23andMe Has Abandoned The Genetic Testing Tech Its Competition Is Banking On
Genetics startup 23andMe has let go of a team of scientists and a top executive as it has stopped pursuing one of the biggest technological advancements in DNA testing, BuzzFeed News has learned.
For years, genetic-testing startup 23andMe was working to develop a cutting-edge technology that could dramatically expand what its customers might learn about their DNA. While the company’s core product, a $199 “spit kit,” can tell you about your health and ancestry based on small bits of your genetic code, tests based on the new technology — called next-generation sequencing — could provide much more comprehensive information, including your potential risks for many diseases.
But 23andMe has given up on the technology for now, BuzzFeed News has learned.
Other companies are starting to sell next-generation sequencing-based tests to the public, and the FDA considers it to be the next chapter in genetic testing. But in August, 23andMe let go of its team of roughly a half-dozen scientists who were working on next-generation sequencing in a lab in Salt Lake City, Utah. Chief medical officer Jill Hagenkord, who was overseeing that work, was also let go this month. She’s not the only executive to recently depart 23andMe: Brad Kittredge, vice president of product, left in August, though for reasons unrelated to the project.
CEO and cofounder Anne Wojcicki confirmed the changes to BuzzFeed News, and said they allow staff to focus on the current testing 23andMe offers. She emphasized that the company didn't make the cuts because its finances are suffering, customer demand is slowing, or the FDA was objecting to the plan to adopt the technology.
“Without a doubt, we have our hands full,” Wojcicki told BuzzFeed News. “This is a whole new area. One of the things people are still figuring out with next-generation sequencing is ‘Exactly what does all that information mean?’” She added, “We spent a lot of time pursuing sequencing, and I think as we started to understand it better and better and understand the complexities, we decided to focus on our core business.”
In 2013, the FDA cracked down on 23andMe for telling customers about their health without going through a medical professional. After gaining the agency's approval, the company resumed selling reports last year — but this time the tests only provide health information on a handful of rare conditions. Wojcicki noted that 23andMe is alone in having FDA approval to provide this type of information to customers without a doctor or genetic counselor involved at any step. Other companies have medical professionals review reports before customers receive them.
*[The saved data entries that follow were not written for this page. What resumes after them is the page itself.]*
//! Combine functions for window accumulators.
//!
//! An [`Aggregator`] must be associative and commutative with respect to arrival
//! order: the workers guarantee per-key order only, never cross-key order.

use std::collections::BTreeSet;
use std::marker::PhantomData;

use serde::de::DeserializeOwned;
use serde::{Deserialize, Serialize};
use tally_core::Event;

pub trait Aggregator: Send + Sync + 'static {
    /// Accumulator value; serialized into checkpoints.
    type Value: Clone + Serialize + DeserializeOwned + Send + Sync + 'static;

    /// Zero value for a fresh accumulator.
    fn seed(&self) -> Self::Value;

    /// Folds `event` into `acc` in place.
    fn combine(&self, acc: &mut Self::Value, event: &Event);

    /// Output value handed to the sink when the window is emitted.
    fn finish(&self, acc: &Self::Value) -> serde_json::Value {
        serde_json::to_value(acc).unwrap_or(serde_json::Value::Null)
    }
}

/// Number of events per window.
#[derive(Debug, Clone, Copy, Default)]
pub struct Count;

impl Aggregator for Count {
    type Value = u64;

    fn seed(&self) -> u64 {
        0
    }

    fn combine(&self, acc: &mut u64, _event: &Event) {
        *acc += 1;
    }
}

/// A number that stays integral until a fractional input is seen.
#[derive(Debug, Clone, Copy, PartialEq, Serialize, Deserialize)]
#[serde(untagged)]
pub enum Numeric {
    Int(i64),
    Float(f64),
}

impl Default for Numeric {
    fn default() -> Self {
        Numeric::Int(0)
    }
}

impl Numeric {
    fn from_json(v: &serde_json::Value) -> Numeric {
        match v {
            serde_json::Value::Number(n) => match n.as_i64() {
                Some(i) => Numeric::Int(i),
                None => Numeric::Float(n.as_f64().unwrap_or(0.0)),
            },
            serde_json::Value::String(s) => s
                .parse::<i64>()
                .map(Numeric::Int)
                .or_else(|_| s.parse::<f64>().map(Numeric::Float))
                .unwrap_or_default(),
            _ => Numeric::Int(0),
        }
    }

    fn as_f64(self) -> f64 {
        match self {
            Numeric::Int(i) => i as f64,
            Numeric::Float(f) => f,
        }
    }

    fn add(self, other: Numeric) -> Numeric {
        match (self, other) {
            (Numeric::Int(a), Numeric::Int(b)) => a
                .checked_add(b)
                .map(Numeric::Int)
                .unwrap_or(Numeric::Float(a as f64 + b as f64)),
            (a, b) => Numeric::Float(a.as_f64() + b.as_f64()),
        }
    }
}

/// Sum of a numeric payload field. Missing or non-numeric values count as zero.
#[derive(Debug, Clone)]
pub struct Sum {
    pub field: String,
}

impl Sum {
    pub fn new(field: impl Into<String>) -> Self {
        Self { field: field.into() }
    }
}

impl Aggregator for Sum {
    type Value = Numeric;

    fn seed(&self) -> Numeric {
        Numeric::default()
    }

    fn combine(&self, acc: &mut Numeric, event: &Event) {
        let x = Numeric::from_json(event.payload.get(&self.field).unwrap_or(&serde_json::Value::Null));
        *acc = acc.add(x);
    }
}

/// Latest value of a payload field by event time.
///
/// Ties on the timestamp are broken by the larger serialized value, so the result
/// does not depend on arrival order.
#[derive(Debug, Clone)]
pub struct Latest {
    pub field: String,
}

impl Latest {
    pub fn new(field: impl Into<String>) -> Self {
        Self { field: field.into() }
    }
}

impl Aggregator for Latest {
    type Value = Option<(i64, serde_json::Value)>;

    fn seed(&self) -> Self::Value {
        None
    }

    fn combine(&self, acc: &mut Self::Value, event: &Event) {
        let candidate = event
            .payload
            .get(&self.field)
            .cloned()
            .unwrap_or(serde_json::Value::Null);
        let replace = match acc {
            None => true,
            Some((ts, current)) => {
                event.timestamp > *ts
                    || (event.timestamp == *ts && candidate.to_string() > current.to_string())
            }
        };
        if replace {
            *acc = Some((event.timestamp, candidate));
        }
    }

    fn finish(&self, acc: &Self::Value) -> serde_json::Value {
        acc.as_ref()
            .map(|(_, v)| v.clone())
            .unwrap_or(serde_json::Value::Null)
    }
}

/// Number of distinct values of a payload field (set union).
#[derive(Debug, Clone)]
pub struct DistinctCount {
    pub field: String,
}

impl DistinctCount {
    pub fn new(field: impl Into<String>) -> Self {
        Self { field: field.into() }
    }
}

fn stringify(v: &serde_json::Value) -> String {
    match v {
        serde_json::Value::String(s) => s.clone(),
        other => other.to_string(),
    }
}

impl Aggregator for DistinctCount {
    type Value = BTreeSet<String>;

    fn seed(&self) -> Self::Value {
        BTreeSet::new()
    }

    fn combine(&self, acc: &mut Self::Value, event: &Event) {
        acc.insert(stringify(event.payload.get(&self.field).unwrap_or(&serde_json::Value::Null)));
    }

    fn finish(&self, acc: &Self::Value) -> serde_json::Value {
        serde_json::json!(acc.len() as u64)
    }
}

/// Aggregator built from a seed closure and a combine closure.
///
/// Example
/// ```no_run
/// use tally_ops::aggregate::FnAggregator;
/// let max_len = FnAggregator::new(
///     || 0usize,
///     |acc: &mut usize, ev: &tally_core::Event| *acc = (*acc).max(ev.key.len()),
/// );
/// # let _ = max_len;
/// ```
pub struct FnAggregator<V, S, C> {
    seed: S,
    combine: C,
    _value: PhantomData<fn() -> V>,
}

impl<V, S, C> FnAggregator<V, S, C>
where
    S: Fn() -> V,
    C: Fn(&mut V, &Event),
{
    pub fn new(seed: S, combine: C) -> Self {
        Self {
            seed,
            combine,
            _value: PhantomData,
        }
    }
}

impl<V, S, C> Aggregator for FnAggregator<V, S, C>
where
    V: Clone + Serialize + DeserializeOwned + Send + Sync + 'static,
    S: Fn() -> V + Send + Sync + 'static,
    C: Fn(&mut V, &Event) + Send + Sync + 'static,
{
    type Value = V;

    fn seed(&self) -> V {
        (self.seed)()
    }

    fn combine(&self, acc: &mut V, event: &Event) {
        (self.combine)(acc, event)
    }
}

#[cfg(test)]
mod tests {
    use super::*;
    use serde_json::json;

    fn ev(ts: i64, payload: serde_json::Value) -> Event {
        Event::new("k", ts, payload)
    }

    fn fold<A: Aggregator>(agg: &A, events: &[Event]) -> serde_json::Value {
        let mut acc = agg.seed();
        for e in events {
            agg.combine(&mut acc, e);
        }
        agg.finish(&acc)
    }

    #[test]
    fn count_and_sum() {
        let events = vec![ev(1, json!({"n": 1})), ev(2, json!({"n": 1})), ev(3, json!({"n": "3"}))];
        assert_eq!(fold(&Count, &events), json!(3));
        assert_eq!(fold(&Sum::new("n"), &events), json!(5));
    }

    #[test]
    fn sum_promotes_to_float() {
        let events = vec![ev(1, json!({"n": 1})), ev(2, json!({"n": 0.5})), ev(3, json!({"x": 9}))];
        assert_eq!(fold(&Sum::new("n"), &events), json!(1.5));
    }

    #[test]
    fn numeric_survives_checkpoint_encoding() {
        let int: Numeric = serde_json::from_value(json!(2)).unwrap();
        assert_eq!(int, Numeric::Int(2));
        let float: Numeric = serde_json::from_value(json!(2.5)).unwrap();
        assert_eq!(float, Numeric::Float(2.5));
    }

    #[test]
    fn latest_is_order_independent() {
        let a = ev(10, json!({"v": "x"}));
        let b = ev(20, json!({"v": "y"}));
        let c = ev(20, json!({"v": "z"}));
        let agg = Latest::new("v");
        let forward = fold(&agg, &[a.clone(), b.clone(), c.clone()]);
        let backward = fold(&agg, &[c, b, a]);
        assert_eq!(forward, json!("z"));
        assert_eq!(forward, backward);
    }

    #[test]
    fn distinct_counts_set_union() {
        let events = vec![ev(1, json!({"s": "a"})), ev(2, json!({"s": "a"})), ev(3, json!({"s": "b"}))];
        assert_eq!(fold(&DistinctCount::new("s"), &events), json!(2));
    }

    #[test]
    fn fn_aggregator_uses_closures() {
        let agg = FnAggregator::new(|| 0i64, |acc: &mut i64, e: &Event| *acc += e.timestamp);
        assert_eq!(fold(&agg, &[ev(2, json!(null)), ev(5, json!(null))]), json!(7));
    }
}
“We have a long way to continue going to bring back a lot of content we know our consumers want,” she said. “Companies often fail for taking on too many initiatives. We are focused on doing what we are unique at extraordinarily well.”
Wojcicki said she was ultimately unsure if next-generation sequencing, which would be more complicated and expensive than its current tests, would bring in lots of customers. “Most people don’t even know these types of tests exist,” she said. “I think the market is just in its infancy.”
But at the same time, a slew of new DNA-testing startups, including Helix, Veritas Genetics, and Color Genomics, are taking an opposite approach. They're banking on next-generation sequencing — and raising millions of dollars from investors to provide those tests. (Helix will start selling tests next month, and Veritas’ and Color’s tests are already available.)
Next-generation sequencing can generate huge volumes of genetic information at unprecedented speed. As its costs fall, scientists and doctors see it as a tool with significant potential to reveal hidden medical risks in the genome.
23andMe, which last year raised $115 million and reportedly has a $1.1 billion valuation, has more than 1 million people in its database. In addition to selling $199 tests (and $99 tests for ancestry information alone), 23andMe charges researchers and pharmaceutical companies for access to customers’ genetic data. It is also developing its own therapies based on its genetic database.
The company began to explore sequencing with a successful pilot project back in 2012. In a blog post at the time, 23andMe explained the technology’s appeal: “Moving from genotyping to sequencing is on par with replacing a picture of your DNA with one pixel-per-square-inch resolution with a picture with 3,000 pixels-per-square-inch resolution.” It went on to predict that someday, “full-genome sequencing will be an affordable possibility for everyone.”
From there, 23andMe staffed up with next-generation sequencing pros. Hagenkord joined in 2014, with the company noting that she was “uniquely qualified” to bring “molecular testing technologies from the research laboratory into clinical applications.” Members of the now-shuttered Salt Lake City team, according to LinkedIn profiles, included Sarah South, vice president of clinical laboratory operations; Kevin Jacobs, director of laboratory research and development; Robert Burton, a genetic variant classification scientist; and Julie Eggington, director of variant classification science. (A 23andMe spokesperson declined to comment on these specific personnel changes.)
All the former employees identified in this story declined to comment or did not return requests for comment.